- PROBLEM -
Would you count how many lines of the material below hold the string "struct"? Give only the number.

┌────────

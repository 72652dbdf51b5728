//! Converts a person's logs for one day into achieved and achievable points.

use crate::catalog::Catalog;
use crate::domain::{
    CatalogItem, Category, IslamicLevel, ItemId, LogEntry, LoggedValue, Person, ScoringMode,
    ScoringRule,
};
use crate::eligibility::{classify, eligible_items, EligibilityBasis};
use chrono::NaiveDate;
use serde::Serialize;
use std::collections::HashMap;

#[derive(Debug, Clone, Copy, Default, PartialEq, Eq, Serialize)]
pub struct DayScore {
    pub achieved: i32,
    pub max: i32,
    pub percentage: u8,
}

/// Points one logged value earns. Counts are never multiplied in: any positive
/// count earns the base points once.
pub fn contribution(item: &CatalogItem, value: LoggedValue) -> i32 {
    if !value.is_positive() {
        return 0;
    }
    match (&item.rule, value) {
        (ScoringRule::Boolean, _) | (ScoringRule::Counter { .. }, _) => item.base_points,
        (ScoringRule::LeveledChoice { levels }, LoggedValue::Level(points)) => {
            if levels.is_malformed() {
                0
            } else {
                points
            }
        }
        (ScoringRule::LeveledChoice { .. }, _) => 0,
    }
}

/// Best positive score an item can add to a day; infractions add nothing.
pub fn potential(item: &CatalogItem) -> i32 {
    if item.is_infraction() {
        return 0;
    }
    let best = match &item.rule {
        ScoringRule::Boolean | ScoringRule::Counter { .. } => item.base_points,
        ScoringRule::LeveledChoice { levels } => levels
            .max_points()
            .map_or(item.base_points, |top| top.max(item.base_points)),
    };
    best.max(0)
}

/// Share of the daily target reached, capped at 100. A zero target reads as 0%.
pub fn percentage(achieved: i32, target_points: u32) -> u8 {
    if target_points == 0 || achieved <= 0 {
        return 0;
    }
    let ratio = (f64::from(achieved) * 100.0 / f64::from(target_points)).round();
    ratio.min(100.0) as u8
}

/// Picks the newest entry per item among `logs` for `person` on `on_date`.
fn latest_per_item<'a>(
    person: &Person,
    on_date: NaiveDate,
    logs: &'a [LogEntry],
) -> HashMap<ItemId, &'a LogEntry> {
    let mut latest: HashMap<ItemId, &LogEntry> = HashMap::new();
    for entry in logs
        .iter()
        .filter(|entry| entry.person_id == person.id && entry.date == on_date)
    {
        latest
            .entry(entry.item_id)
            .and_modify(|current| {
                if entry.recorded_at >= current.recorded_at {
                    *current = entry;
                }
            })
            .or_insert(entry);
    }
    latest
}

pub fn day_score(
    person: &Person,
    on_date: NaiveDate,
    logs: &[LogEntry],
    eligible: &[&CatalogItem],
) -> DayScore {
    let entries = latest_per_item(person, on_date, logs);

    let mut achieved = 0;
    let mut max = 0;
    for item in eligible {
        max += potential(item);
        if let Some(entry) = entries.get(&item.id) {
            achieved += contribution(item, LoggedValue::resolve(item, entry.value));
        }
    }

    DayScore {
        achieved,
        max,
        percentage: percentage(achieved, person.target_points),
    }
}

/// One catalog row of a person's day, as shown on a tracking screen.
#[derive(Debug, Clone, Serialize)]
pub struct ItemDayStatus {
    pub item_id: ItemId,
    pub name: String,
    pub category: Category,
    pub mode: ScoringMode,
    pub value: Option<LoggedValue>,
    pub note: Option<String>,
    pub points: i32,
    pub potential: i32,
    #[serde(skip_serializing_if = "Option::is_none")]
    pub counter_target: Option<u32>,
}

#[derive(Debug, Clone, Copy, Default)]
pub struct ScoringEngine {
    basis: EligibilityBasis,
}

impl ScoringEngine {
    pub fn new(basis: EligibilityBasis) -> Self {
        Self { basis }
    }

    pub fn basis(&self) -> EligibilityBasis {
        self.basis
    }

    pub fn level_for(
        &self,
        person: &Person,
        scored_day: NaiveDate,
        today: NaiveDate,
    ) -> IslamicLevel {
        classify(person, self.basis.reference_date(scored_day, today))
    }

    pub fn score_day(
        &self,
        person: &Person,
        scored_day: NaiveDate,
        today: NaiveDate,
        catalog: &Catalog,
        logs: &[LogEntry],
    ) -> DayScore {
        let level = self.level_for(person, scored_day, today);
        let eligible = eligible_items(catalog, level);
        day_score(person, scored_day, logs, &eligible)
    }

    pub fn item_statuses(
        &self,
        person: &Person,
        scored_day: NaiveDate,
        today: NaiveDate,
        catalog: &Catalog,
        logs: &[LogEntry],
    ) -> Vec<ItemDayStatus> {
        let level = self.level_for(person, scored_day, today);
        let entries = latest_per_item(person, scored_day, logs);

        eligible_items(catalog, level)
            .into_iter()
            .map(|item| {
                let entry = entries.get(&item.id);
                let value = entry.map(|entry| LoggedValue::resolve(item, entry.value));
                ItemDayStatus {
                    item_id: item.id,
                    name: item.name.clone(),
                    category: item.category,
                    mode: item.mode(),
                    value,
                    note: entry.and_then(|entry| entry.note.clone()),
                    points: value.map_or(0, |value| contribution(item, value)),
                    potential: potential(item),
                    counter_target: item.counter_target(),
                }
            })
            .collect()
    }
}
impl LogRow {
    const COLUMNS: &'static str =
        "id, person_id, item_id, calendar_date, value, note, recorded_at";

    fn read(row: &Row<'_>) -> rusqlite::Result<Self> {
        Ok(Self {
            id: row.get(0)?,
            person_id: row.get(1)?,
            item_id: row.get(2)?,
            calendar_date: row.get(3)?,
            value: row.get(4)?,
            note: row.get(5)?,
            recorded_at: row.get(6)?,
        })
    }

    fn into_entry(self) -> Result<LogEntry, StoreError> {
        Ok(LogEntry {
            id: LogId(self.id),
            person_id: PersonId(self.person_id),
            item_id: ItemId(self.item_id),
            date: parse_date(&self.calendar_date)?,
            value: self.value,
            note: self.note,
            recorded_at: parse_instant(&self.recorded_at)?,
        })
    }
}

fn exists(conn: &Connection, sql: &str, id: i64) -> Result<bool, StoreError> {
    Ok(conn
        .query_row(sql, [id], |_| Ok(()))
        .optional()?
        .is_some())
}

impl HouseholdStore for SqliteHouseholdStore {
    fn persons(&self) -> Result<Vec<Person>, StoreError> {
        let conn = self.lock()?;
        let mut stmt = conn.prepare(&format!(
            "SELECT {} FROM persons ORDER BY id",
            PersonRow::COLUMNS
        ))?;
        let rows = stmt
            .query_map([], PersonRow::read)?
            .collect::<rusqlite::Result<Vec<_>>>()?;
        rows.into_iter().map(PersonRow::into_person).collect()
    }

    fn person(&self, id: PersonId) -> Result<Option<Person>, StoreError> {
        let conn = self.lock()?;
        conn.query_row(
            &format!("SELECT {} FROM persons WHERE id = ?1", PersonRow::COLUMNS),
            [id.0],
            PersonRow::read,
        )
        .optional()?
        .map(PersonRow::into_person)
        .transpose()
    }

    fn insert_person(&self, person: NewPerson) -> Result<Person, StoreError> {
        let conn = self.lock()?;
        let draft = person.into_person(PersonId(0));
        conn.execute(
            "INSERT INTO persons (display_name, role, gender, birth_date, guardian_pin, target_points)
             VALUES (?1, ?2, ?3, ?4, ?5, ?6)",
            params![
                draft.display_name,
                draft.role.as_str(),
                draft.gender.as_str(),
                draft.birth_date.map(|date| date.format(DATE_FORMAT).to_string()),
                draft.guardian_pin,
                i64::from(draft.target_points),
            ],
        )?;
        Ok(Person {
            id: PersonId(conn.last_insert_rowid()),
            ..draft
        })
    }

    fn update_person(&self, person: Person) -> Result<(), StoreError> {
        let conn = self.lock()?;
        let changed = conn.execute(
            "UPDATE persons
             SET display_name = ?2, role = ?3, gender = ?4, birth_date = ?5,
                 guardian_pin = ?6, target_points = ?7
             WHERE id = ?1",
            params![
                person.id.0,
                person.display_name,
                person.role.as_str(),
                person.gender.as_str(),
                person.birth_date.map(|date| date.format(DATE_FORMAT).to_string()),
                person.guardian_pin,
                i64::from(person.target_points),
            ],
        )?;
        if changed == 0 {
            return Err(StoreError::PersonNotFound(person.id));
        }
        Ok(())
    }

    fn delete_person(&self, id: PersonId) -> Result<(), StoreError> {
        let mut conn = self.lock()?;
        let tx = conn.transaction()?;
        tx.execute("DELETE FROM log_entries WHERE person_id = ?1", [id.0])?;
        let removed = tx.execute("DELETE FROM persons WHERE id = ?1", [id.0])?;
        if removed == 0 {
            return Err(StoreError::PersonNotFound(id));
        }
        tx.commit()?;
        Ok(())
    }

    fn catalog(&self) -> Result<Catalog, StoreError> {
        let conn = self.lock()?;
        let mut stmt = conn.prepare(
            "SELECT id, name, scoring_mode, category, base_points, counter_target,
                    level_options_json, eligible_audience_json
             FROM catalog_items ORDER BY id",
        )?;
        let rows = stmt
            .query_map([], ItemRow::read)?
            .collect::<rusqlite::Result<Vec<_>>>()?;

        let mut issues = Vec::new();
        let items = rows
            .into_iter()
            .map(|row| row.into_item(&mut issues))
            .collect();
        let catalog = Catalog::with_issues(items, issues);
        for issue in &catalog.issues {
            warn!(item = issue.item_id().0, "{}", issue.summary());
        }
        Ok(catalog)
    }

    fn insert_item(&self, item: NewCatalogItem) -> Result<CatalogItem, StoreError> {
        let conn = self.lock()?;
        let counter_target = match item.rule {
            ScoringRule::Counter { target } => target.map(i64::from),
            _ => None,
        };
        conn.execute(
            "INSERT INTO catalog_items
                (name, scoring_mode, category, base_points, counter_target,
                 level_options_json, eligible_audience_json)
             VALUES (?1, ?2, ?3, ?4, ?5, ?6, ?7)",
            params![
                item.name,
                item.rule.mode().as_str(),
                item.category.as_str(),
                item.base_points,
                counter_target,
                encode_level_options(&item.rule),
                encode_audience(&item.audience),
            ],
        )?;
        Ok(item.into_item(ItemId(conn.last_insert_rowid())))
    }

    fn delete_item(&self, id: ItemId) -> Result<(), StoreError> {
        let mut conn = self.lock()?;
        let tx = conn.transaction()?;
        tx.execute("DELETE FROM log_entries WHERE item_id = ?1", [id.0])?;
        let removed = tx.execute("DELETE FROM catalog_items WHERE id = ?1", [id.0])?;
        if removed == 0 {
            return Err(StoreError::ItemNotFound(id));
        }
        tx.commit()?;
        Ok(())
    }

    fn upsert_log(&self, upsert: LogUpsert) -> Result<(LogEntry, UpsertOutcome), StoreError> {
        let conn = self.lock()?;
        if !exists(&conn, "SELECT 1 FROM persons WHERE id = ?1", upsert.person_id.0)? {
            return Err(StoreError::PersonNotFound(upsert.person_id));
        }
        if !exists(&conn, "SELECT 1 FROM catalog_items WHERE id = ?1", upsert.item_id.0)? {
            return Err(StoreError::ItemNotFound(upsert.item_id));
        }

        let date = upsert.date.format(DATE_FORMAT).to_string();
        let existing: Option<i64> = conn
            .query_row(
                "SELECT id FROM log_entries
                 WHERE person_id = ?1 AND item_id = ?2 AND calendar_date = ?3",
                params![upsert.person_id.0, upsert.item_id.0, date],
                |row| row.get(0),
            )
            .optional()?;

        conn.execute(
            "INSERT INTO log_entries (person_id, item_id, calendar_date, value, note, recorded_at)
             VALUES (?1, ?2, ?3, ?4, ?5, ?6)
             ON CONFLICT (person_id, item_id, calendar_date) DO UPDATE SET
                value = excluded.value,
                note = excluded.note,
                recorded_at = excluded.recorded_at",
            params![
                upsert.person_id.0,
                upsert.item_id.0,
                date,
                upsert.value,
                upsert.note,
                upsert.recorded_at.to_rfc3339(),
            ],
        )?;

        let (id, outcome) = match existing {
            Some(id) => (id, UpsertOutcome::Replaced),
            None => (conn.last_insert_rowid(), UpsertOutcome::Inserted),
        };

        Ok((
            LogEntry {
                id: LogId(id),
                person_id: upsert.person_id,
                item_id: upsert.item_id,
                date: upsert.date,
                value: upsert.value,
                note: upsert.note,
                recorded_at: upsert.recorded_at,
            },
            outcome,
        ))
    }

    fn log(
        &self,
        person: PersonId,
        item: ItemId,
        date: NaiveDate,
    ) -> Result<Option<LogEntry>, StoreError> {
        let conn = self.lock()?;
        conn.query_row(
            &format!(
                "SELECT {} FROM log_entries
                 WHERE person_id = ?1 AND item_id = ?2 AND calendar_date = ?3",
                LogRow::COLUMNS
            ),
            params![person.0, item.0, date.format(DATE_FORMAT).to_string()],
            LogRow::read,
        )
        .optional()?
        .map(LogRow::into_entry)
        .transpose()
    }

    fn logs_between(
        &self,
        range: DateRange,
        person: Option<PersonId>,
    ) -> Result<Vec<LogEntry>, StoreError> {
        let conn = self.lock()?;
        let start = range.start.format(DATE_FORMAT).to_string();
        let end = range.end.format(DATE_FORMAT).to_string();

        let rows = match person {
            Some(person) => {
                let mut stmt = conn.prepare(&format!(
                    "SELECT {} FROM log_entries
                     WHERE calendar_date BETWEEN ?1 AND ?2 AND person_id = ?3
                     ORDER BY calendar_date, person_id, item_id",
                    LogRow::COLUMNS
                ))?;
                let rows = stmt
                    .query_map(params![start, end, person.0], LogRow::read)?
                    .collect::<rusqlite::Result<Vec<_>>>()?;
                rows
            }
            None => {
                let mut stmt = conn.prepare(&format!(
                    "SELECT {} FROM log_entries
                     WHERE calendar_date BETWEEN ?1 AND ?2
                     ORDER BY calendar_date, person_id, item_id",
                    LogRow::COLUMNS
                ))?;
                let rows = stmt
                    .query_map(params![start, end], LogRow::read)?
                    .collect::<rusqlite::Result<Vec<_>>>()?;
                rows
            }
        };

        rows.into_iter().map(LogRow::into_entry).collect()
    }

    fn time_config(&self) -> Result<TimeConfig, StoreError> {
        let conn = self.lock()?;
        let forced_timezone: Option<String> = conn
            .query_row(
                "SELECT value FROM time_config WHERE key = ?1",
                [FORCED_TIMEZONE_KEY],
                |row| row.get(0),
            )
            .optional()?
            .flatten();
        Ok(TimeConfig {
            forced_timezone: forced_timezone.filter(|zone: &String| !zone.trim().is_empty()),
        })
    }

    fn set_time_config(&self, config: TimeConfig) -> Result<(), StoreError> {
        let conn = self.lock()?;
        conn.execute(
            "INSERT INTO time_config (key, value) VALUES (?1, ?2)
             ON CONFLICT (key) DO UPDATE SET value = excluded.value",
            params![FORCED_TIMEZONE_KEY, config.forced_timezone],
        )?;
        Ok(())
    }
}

└────────

- YOUR RESPONSE -
3